Le groupe buchézien de Lyon faisait partie des rares petits groupes de province à effectifs réduits, mais il a été assez actif. Il était dirigé par Jérôme Morin, un des acteurs de la révolution de 1830 à Lyon et rédacteur en chef à la même époque du “Précurseur”, journal des libéraux, qui deviendra ensuite le journal des républicains modérés 1502 . Avec quelques amis, dont Joanny Paradis, qui collaborait au journal de l’ateliériste Chevé, “Le Socialiste”, il publia en 1848 un journal buchézien, “Le Vingt-quatre février” 1503 . Ce journal citait fréquemment “L’Atelier” et reprenait les thèmes chers aux buchéziens : mise en place de l’association dans le travail réunissant chefs d’industrie et salariés afin d’accomplir la réalisation sociale de l’évangile et de faire échec au régime de la concurrence illimitée 1504  ; demande faite aux prêtres d’enseigner le salut social et de rechercher les institutions qui guérissent la misère 1505  ; solutions à la question du travail en demandant à l’Etat de fournir du travail suffisamment rétribué à qui en demande et en procédant à son organisation.
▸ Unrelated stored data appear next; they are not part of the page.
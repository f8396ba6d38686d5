//! Process-wide TX accounting.
//!
//! Per-queue drop counts go to the peer through its hooks; these counters
//! aggregate across every queue in the process for stats display.

use std::sync::atomic::{AtomicU64, Ordering};

static MESSAGES_ENQUEUED: AtomicU64 = AtomicU64::new(0);
static FLOWC_DROPS: AtomicU64 = AtomicU64::new(0);
static SWIFT_DROPS: AtomicU64 = AtomicU64::new(0);
static FATAL_OVERFLOWS: AtomicU64 = AtomicU64::new(0);

pub fn inc_enqueued() {
    MESSAGES_ENQUEUED.fetch_add(1, Ordering::Relaxed);
}

pub fn inc_flowc_drops(n: u64) {
    FLOWC_DROPS.fetch_add(n, Ordering::Relaxed);
}

pub fn inc_swift_drops(n: u64) {
    SWIFT_DROPS.fetch_add(n, Ordering::Relaxed);
}

pub fn inc_fatal_overflows() {
    FATAL_OVERFLOWS.fetch_add(1, Ordering::Relaxed);
}

#[derive(Debug, Clone, Copy, Default, PartialEq, Eq)]
pub struct MetricsSnapshot {
    pub messages_enqueued: u64,
    pub flowc_drops: u64,
    pub swift_drops: u64,
    pub fatal_overflows: u64,
}

pub fn snapshot() -> MetricsSnapshot {
    MetricsSnapshot {
        messages_enqueued: MESSAGES_ENQUEUED.load(Ordering::Relaxed),
        flowc_drops: FLOWC_DROPS.load(Ordering::Relaxed),
        swift_drops: SWIFT_DROPS.load(Ordering::Relaxed),
        fatal_overflows: FATAL_OVERFLOWS.load(Ordering::Relaxed),
    }
}
//! # Gossipq - Outbound Message Queues for Gossip Overlay Servents
//!
//! Gossipq is the transmission scheduler that sits at the top of each peer's
//! TX stack in a gossip-overlay servent. Every peer connection gets one
//! queue; the queue decides what is sent next, what is shed when the peer
//! stops draining its socket, and when the connection is beyond saving.
//!
//! ## Features
//!
//! - **Priority FIFO**: normal traffic appends in O(1); urgent and control
//!   frames jump ahead of lesser traffic without ever reordering their own
//!   priority class or touching a half-written message.
//! - **Watermark Flow Control**: three zones with hysteresis (normal, warn,
//!   flow-controlled) driven by queued byte counts, with peer notifications
//!   at every boundary crossing.
//! - **SWIFT Load Shedding**: when flow control outlasts a grace period, the
//!   queue drops the least valuable traffic against a per-period byte budget
//!   computed from observed flush and fill rates.
//! - **In-Place Drop Engine**: eviction scans a cached importance-sorted
//!   view that survives across enqueues via tombstones, hint offsets, and
//!   lazy compaction.
//! - **Deterministic Timers**: an injected clock and a token-based callout
//!   service keep every timer path testable and cancellation race-free.
//! - **Async Pump**: an optional Tokio task per peer exposes the queue as a
//!   cloneable command handle in the usual actor shape.
//!
//! ## Quick Start
//!
//! ```rust,no_run
//! use std::cell::RefCell;
//! use std::rc::Rc;
//!
//! use bytes::Bytes;
//! use gossipq::buffer::{MessageBuf, Priority};
//! use gossipq::callout::Callout;
//! use gossipq::clock::{Clock, MonotonicClock};
//! use gossipq::config::QueueConfig;
//! use gossipq::frame::{FrameHeader, FrameKind};
//! use gossipq::hooks::{LogContext, NullDriver, NullHooks};
//! use gossipq::queue::{Discipline, Mq};
//!
//! fn main() -> anyhow::Result<()> {
//!     let clock = Rc::new(MonotonicClock::new());
//!     let callout = Rc::new(RefCell::new(Callout::new(clock as Rc<dyn Clock>)));
//!
//!     let mut queue = Mq::new(
//!         LogContext::new("192.0.2.7:6346"),
//!         Discipline::Stream,
//!         QueueConfig::default(),
//!         callout.clone(),
//!         NullDriver,
//!         NullHooks,
//!     )?;
//!
//!     let mut payload = FrameHeader::new(FrameKind::Query, 4, 0).to_bytes().to_vec();
//!     payload.extend_from_slice(b"search terms");
//!     queue.enqueue(MessageBuf::new(Bytes::from(payload), Priority::Data, true));
//!
//!     // The owning loop drains timers and feeds them back. Collect first:
//!     // on_timer may reschedule through the same callout.
//!     let due = callout.borrow_mut().expire_due();
//!     for ev in due {
//!         queue.on_timer(ev);
//!     }
//!     Ok(())
//! }
//! ```
//!
//! ## Module Organization
//!
//! - [`queue`] - The queue facade: enqueue, clear, shutdown, drop engine, zones
//! - [`buffer`] - Message payloads with priority tags and read cursors
//! - [`frame`] - Frame headers and the importance order used when shedding
//! - [`flow`] - Watermark zones and the queue flag word
//! - [`callout`] / [`clock`] - Timer service and injected time source
//! - [`hooks`] - Peer notification and TX driver interfaces
//! - [`config`] - Watermark and SWIFT tuning, TOML-loadable
//! - [`metrics`] - Process-wide TX drop accounting
//! - [`driver`] - Per-peer Tokio pump task and command handle
//!
//! ## Architecture
//!
//! ```text
//! ┌──────────────────┐
//! │   Peer session   │ ← hooks: warn/flowc/swift, drops, fatal overflow
//! └──────────────────┘
//!          │ enqueue
//! ┌──────────────────┐     ┌────────────────┐
//! │  Message queue   │ ──→ │  Sort index    │ (flow control only)
//! │  (priority FIFO) │     │  (drop engine) │
//! └──────────────────┘     └────────────────┘
//!          │ head bytes
//! ┌──────────────────┐
//! │    TX driver     │ ← service enable/disable, bytes-written feedback
//! └──────────────────┘
//! ```
//!
//! The queue owns its messages from enqueue to removal and nothing else: the
//! peer and the TX driver are reached only through the narrow traits in
//! [`hooks`]. All operations run to completion on one thread.

pub mod buffer;
pub mod callout;
pub mod clock;
pub mod config;
pub mod driver;
pub mod flow;
pub mod frame;
pub mod hooks;
pub mod metrics;
pub mod queue;

mod index;
mod store;
mod swift;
A cet égard, “Le Vingt-quatre février ” a soutenu les ouvrières lyonnaises qui ont demandé du travail à Arago, commissaire du gouvernement provisoire, lequel a promis l’ouverture d’ateliers de couture 1506 . Sous le titre du journal (“Le Vingt-quatre février” puis “Le Réformateur”) ont toujours figuré trois citations du Nouveau Testament, dont l’une rappelait l’exhortation de Saint-Paul au travail : “Si quelqu’un ne veut pas travailler, qu’il ne mange pas non plus” 1507 .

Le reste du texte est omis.